TO DO
If a line in the data below contains the word "return", copy it out.
<<<<
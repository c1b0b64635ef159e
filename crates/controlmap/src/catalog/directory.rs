use std::path::{Path, PathBuf};

use log::{debug, warn};
use serde::Deserialize;
use walkdir::WalkDir;

use super::{paginate, CheckCatalog, CheckDefinition, CheckPage, CheckQuery, ProviderInfo};

const METADATA_SUFFIX: &str = ".metadata.json";

#[derive(Debug, Deserialize)]
struct ProviderMetadata {
    display_name: Option<String>,
}

/// Catalog backed by `<root>/<provider>/services/**/<check>.metadata.json`.
///
/// Directories starting with `.` or `_` are not providers. An optional
/// `<provider>/_metadata.json` may carry a `display_name`.
pub struct DirectoryCatalog {
    root: PathBuf,
}

impl DirectoryCatalog {
    pub fn new<P: AsRef<Path>>(root: P) -> Self {
        Self {
            root: root.as_ref().to_path_buf(),
        }
    }

    pub fn root(&self) -> &Path {
        &self.root
    }

    fn provider_dirs(&self) -> Vec<PathBuf> {
        if !self.root.is_dir() {
            warn!("Providers directory does not exist: {}", self.root.display());
            return Vec::new();
        }

        WalkDir::new(&self.root)
            .min_depth(1)
            .max_depth(1)
            .into_iter()
            .filter_map(|e| e.ok())
            .filter(|e| e.file_type().is_dir())
            .filter(|e| {
                let name = e.file_name().to_string_lossy();
                !name.starts_with('.') && !name.starts_with('_')
            })
            .map(|e| e.into_path())
            .collect()
    }

    fn metadata_files(&self, provider: &str) -> impl Iterator<Item = PathBuf> {
        WalkDir::new(self.root.join(provider).join("services"))
            .into_iter()
            .filter_map(|e| e.ok())
            .filter(|e| e.file_type().is_file())
            .filter(|e| e.file_name().to_string_lossy().ends_with(METADATA_SUFFIX))
            .map(|e| e.into_path())
    }

    fn display_name(provider_dir: &Path, name: &str) -> String {
        let fallback = name.to_uppercase();
        let metadata_path = provider_dir.join("_metadata.json");
        let Ok(content) = std::fs::read_to_string(&metadata_path) else {
            return fallback;
        };

        match serde_json::from_str::<ProviderMetadata>(&content) {
            Ok(meta) => meta.display_name.unwrap_or(fallback),
            Err(e) => {
                debug!("Ignoring malformed {}: {}", metadata_path.display(), e);
                fallback
            }
        }
    }

    fn is_valid_provider_name(provider: &str) -> bool {
        !provider.is_empty()
            && !provider.starts_with('.')
            && !provider.starts_with('_')
            && !provider.contains(['/', '\\'])
    }
}

impl CheckCatalog for DirectoryCatalog {
    fn list_providers(&self) -> Vec<ProviderInfo> {
        let mut providers: Vec<ProviderInfo> = self
            .provider_dirs()
            .into_iter()
            .filter_map(|dir| {
                let name = dir.file_name()?.to_str()?.to_string();
                let check_count = self.metadata_files(&name).count();
                debug!("Provider {}: found {} checks", name, check_count);
                Some(ProviderInfo {
                    display_name: Self::display_name(&dir, &name),
                    name,
                    check_count,
                })
            })
            .collect();

        providers.sort_by(|a, b| a.name.cmp(&b.name));
        providers
    }

    fn provider_exists(&self, provider: &str) -> bool {
        Self::is_valid_provider_name(provider) && self.root.join(provider).is_dir()
    }

    fn checks(&self, provider: &str, query: &CheckQuery) -> CheckPage {
        if !self.provider_exists(provider) {
            return paginate(provider, Vec::new(), query);
        }

        let checks = self
            .metadata_files(provider)
            .filter_map(|path| {
                let content = std::fs::read_to_string(&path).ok()?;
                match serde_json::from_str::<CheckDefinition>(&content) {
                    Ok(check) => Some(check),
                    Err(e) => {
                        debug!("Skipping unreadable check {}: {}", path.display(), e);
                        None
                    }
                }
            })
            .collect();

        paginate(provider, checks, query)
    }
}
>>>>
OUTPUT OF THE TASK
            return Vec::new();
            return fallback;
            return paginate(provider, Vec::new(), query);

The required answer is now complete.